Je fis jouer mes articulations, me saisis d’un crayon et notai à la suite de mes précédentes observations : « cucurbita maxima (?), var. inconnue, fruit à chair orange très fibreuse, sphérique, 2,5 m. de rayon min. ». Il me manquait des informations précieuses pour compléter ma description et je me maudis de n’avoir pas fouillé le compost rencontré plus tôt. J’y aurais peut-être déniché des graines géantes. Quel butin ç’aurait été !

Pour sortir, il faut m’agrandir.
Pour manger, il faut m’éplucher.

Mon ventre gargouilla comme en réponse à la petite chanson lancinante. Je me demandais comment interpréter le deuxième vers. Cette courge était-elle comestible ? Et même : était-elle comestible crue ? Mon expérience m’avait appris la prudence avec les cucurbitacées. Je ne pouvais pas me permettre de m’intoxiquer alors que j’étais seule et perdue au beau milieu d’un château labyrinthique. Cependant…

Mais je ne voulais pas écouter la petite voix qui me disait que la nourriture ne se trouvait sans doute pas facilement dans le château et que j’avais là une occasion unique de servir à la fois la science et mon estomac. Je fis un tas avec les épluchures, les envoyais de l’autre côté de la trappe, et me remis à la tâche pour m’empêcher de penser davantage.

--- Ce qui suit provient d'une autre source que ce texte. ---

impl FirebaseGithubProvider {
    /// Create the provider, restoring a previously persisted sign-in from `cache_dir`.
    pub fn new(
        api_key: impl Into<String>,
        client_id: impl Into<String>,
        cache_dir: PathBuf,
        notifier: Arc<dyn Notifier>,
    ) -> Result<Self> {
        let client = Client::builder()
            .timeout(Duration::from_secs(REQUEST_TIMEOUT_SECS))
            .build()
            .context("Failed to build HTTP client")?;

        let session_path = cache_dir.join(PROVIDER_SESSION_FILE);
        let restored = match Self::load_session(&session_path) {
            Ok(session) => session,
            Err(e) => {
                warn!(error = %e, "Ignoring unreadable provider session");
                None
            }
        };
        debug!(restored = restored.is_some(), "Provider session loaded");

        let (principal, _) = watch::channel(restored.as_ref().map(|s| s.principal.clone()));
        let user = restored.map(|session| SignedInUser {
            session,
            id_token: None,
            id_token_expires_at: None,
        });

        Ok(Self {
            client,
            api_key: api_key.into(),
            client_id: client_id.into(),
            endpoints: ProviderEndpoints::default(),
            session_path,
            notifier,
            principal,
            user: Mutex::new(user),
        })
    }

    pub fn with_endpoints(mut self, endpoints: ProviderEndpoints) -> Self {
        self.endpoints = endpoints;
        self
    }

    fn load_session(path: &Path) -> Result<Option<ProviderSession>> {
        if !path.exists() {
            return Ok(None);
        }
        let contents = std::fs::read_to_string(path).context("Failed to read provider session file")?;
        let session = serde_json::from_str(&contents).context("Failed to parse provider session file")?;
        Ok(Some(session))
    }

    fn save_session(&self, session: &ProviderSession) -> Result<()> {
        if let Some(parent) = self.session_path.parent() {
            std::fs::create_dir_all(parent)?;
        }
        let contents = serde_json::to_string_pretty(session)?;
        std::fs::write(&self.session_path, contents)?;
        Ok(())
    }

    fn clear_session_file(&self) -> Result<()> {
        if self.session_path.exists() {
            std::fs::remove_file(&self.session_path)?;
        }
        Ok(())
    }

    async fn post_form<T: DeserializeOwned>(&self, url: &str, form: &[(&str, &str)]) -> Result<T, AuthError> {
        let response = self
            .client
            .post(url)
            .header(header::ACCEPT, "application/json")
            .form(form)
            .send()
            .await
            .map_err(|e| AuthError::Provider(format!("Failed to reach GitHub: {}", e)))?;

        let status = response.status();
        let body = response.text().await.unwrap_or_default();
        if status.is_success() {
            return serde_json::from_str(&body)
                .map_err(|e| AuthError::Provider(format!("Unexpected GitHub response: {}", e)));
        }

        let parsed: GithubTokenResponse = serde_json::from_str(&body).unwrap_or_default();
        match parsed.error {
            Some(code) => Err(github_error(&code, parsed.error_description)),
            None if status.as_u16() == 404 || status.as_u16() == 401 => Err(
                AuthError::HandshakeMisconfigured(format!("GitHub rejected the OAuth client ({})", status)),
            ),
            None => Err(AuthError::Provider(format!("GitHub returned {}", status))),
        }
    }

    async fn request_device_code(&self, scopes: &[String]) -> Result<DeviceCodeResponse, AuthError> {
        let url = format!("{}/login/device/code", self.endpoints.github);
        let scope = scopes.join(" ");
        self.post_form(&url, &[("client_id", self.client_id.as_str()), ("scope", scope.as_str())])
            .await
    }

    async fn poll_for_grant(&self, device: &DeviceCodeResponse) -> Result<GithubGrant, AuthError> {
        let url = format!("{}/login/oauth/access_token", self.endpoints.github);
        let deadline = Instant::now() + Duration::from_secs(device.expires_in);
        let mut interval = device.interval;

        loop {
            tokio::time::sleep(Duration::from_secs(interval)).await;
            if Instant::now() >= deadline {
                info!("Device code expired before authorization");
                return Err(AuthError::HandshakeCancelled);
            }

            let response: GithubTokenResponse = self
                .post_form(
                    &url,
                    &[
                        ("client_id", self.client_id.as_str()),
                        ("device_code", device.device_code.as_str()),
                        ("grant_type", DEVICE_GRANT_TYPE),
                    ],
                )
                .await?;

            if let Some(access_token) = response.access_token {
                let scopes = parse_scopes(response.scope.as_deref().unwrap_or_default());
                debug!(?scopes, "GitHub access token granted");
                return Ok(GithubGrant { access_token, scopes });
            }

            match response.error.as_deref() {
                Some("authorization_pending") => {}
                Some("slow_down") => {
                    interval = response
                        .interval
                        .unwrap_or(interval + SLOW_DOWN_INCREMENT_SECS);
                    debug!(interval, "GitHub asked to slow down polling");
                }
                Some(code) => return Err(github_error(code, response.error_description)),
                None => return Err(AuthError::Provider("Empty GitHub token response".to_string())),
            }
        }
    }

    async fn sign_in_with_idp(&self, access_token: &str) -> Result<SignInWithIdpResponse, AuthError> {
        let url = format!("{}/accounts:signInWithIdp", self.endpoints.identity_toolkit);
        let request = SignInWithIdpRequest {
            post_body: idp_post_body(access_token),
            request_uri: "http://localhost",
            return_idp_credential: true,
            return_secure_token: true,
        };

        let response = self
            .client
            .post(&url)
            .query(&[("key", self.api_key.as_str())])
            .json(&request)
            .send()
            .await
            .map_err(|e| AuthError::Provider(format!("Failed to reach Firebase: {}", e)))?;

        Self::firebase_json(response).await
    }

    async fn exchange_refresh_token(&self, refresh_token: &str) -> Result<RefreshResponse, AuthError> {
        let url = format!("{}/token", self.endpoints.secure_token);
        let response = self
            .client
            .post(&url)
            .query(&[("key", self.api_key.as_str())])
            .form(&[("grant_type", "refresh_token"), ("refresh_token", refresh_token)])
            .send()
            .await
            .map_err(|e| AuthError::Provider(format!("Failed to reach Firebase: {}", e)))?;

        Self::firebase_json(response).await
    }

    async fn firebase_json<T: DeserializeOwned>(response: reqwest::Response) -> Result<T, AuthError> {
        let status = response.status();
        let body = response.text().await.unwrap_or_default();
        if status.is_success() {
            return serde_json::from_str(&body)
                .map_err(|e| AuthError::Provider(format!("Unexpected Firebase response: {}", e)));
        }
        let message = serde_json::from_str::<FirebaseErrorEnvelope>(&body)
            .map(|envelope| envelope.error.message)
            .unwrap_or_else(|_| format!("Firebase returned {}", status));
        Err(firebase_error(&message))
    }

    fn remember(&self, user: &SignedInUser) {
        if let Err(e) = self.save_session(&user.session) {
            warn!(error = %e, "Failed to save provider session");
        }
    }
}

fn parse_scopes(raw: &str) -> Vec<String> {
    raw.split([',', ' '])
        .map(str::trim)
        .filter(|s| !s.is_empty())
        .map(str::to_string)
        .collect()
}

/// Form-encoded credential Firebase verifies against the upstream provider.
fn idp_post_body(access_token: &str) -> String {
    format!(
        "access_token={}&providerId={}",
        urlencoding::encode(access_token),
        urlencoding::encode(GITHUB_PROVIDER_ID)
    )
}

fn expiry_from(expires_in: Option<&str>) -> Option<DateTime<Utc>> {
    let seconds: i64 = expires_in?.parse().ok()?;
    Some(Utc::now() + chrono::Duration::seconds(seconds))
}

fn github_error(code: &str, description: Option<String>) -> AuthError {
    let detail = description.unwrap_or_else(|| code.to_string());
    match code {
        "access_denied" | "expired_token" => AuthError::HandshakeCancelled,
        "incorrect_client_credentials"
        | "unsupported_grant_type"
        | "device_flow_disabled"
        | "incorrect_device_code"
        | "unauthorized_client" => AuthError::HandshakeMisconfigured(detail),
        _ => AuthError::Provider(detail),
    }
}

Planter la lame légèrement en biais. Tailler un long filament en conservant la même profondeur. Recommencer en sens inverse pour retrouver mon point de départ. Quand j’en avais assez, je me servais de la courbure de la lame pour dessiner des motifs un peu différents dans la chair, des lunes, des virgules, des parenthèses. Malheureusement, au bout d’un certain temps, mes gestes étaient devenus si mécaniques que mon cerveau recommença à mouliner. Elle sentait plutôt bon, cette courge, non ?

Je finis par céder et portait un petit bout d’épluchure à ma bouche. Il avait le même goût que les patates douces crues, mais avec un petit quelque chose en plus. Une légère saveur de châtaigne. Somme toute, c’était agréable. Oubliant toute prudence, je mastiquais tout un tas d’épluchures en prenant des notes, et me remis de nouveau au travail après une courte sieste, l’esprit plus joyeux.

Quelques dizaines de minutes plus tard (ou quelques heures, comment savoir ?), les doigts pleins d’ampoules, je perçai enfin un trou dans l’écorce de la courge. De l’autre côté, il y avait de la lumière et des bruits de pas.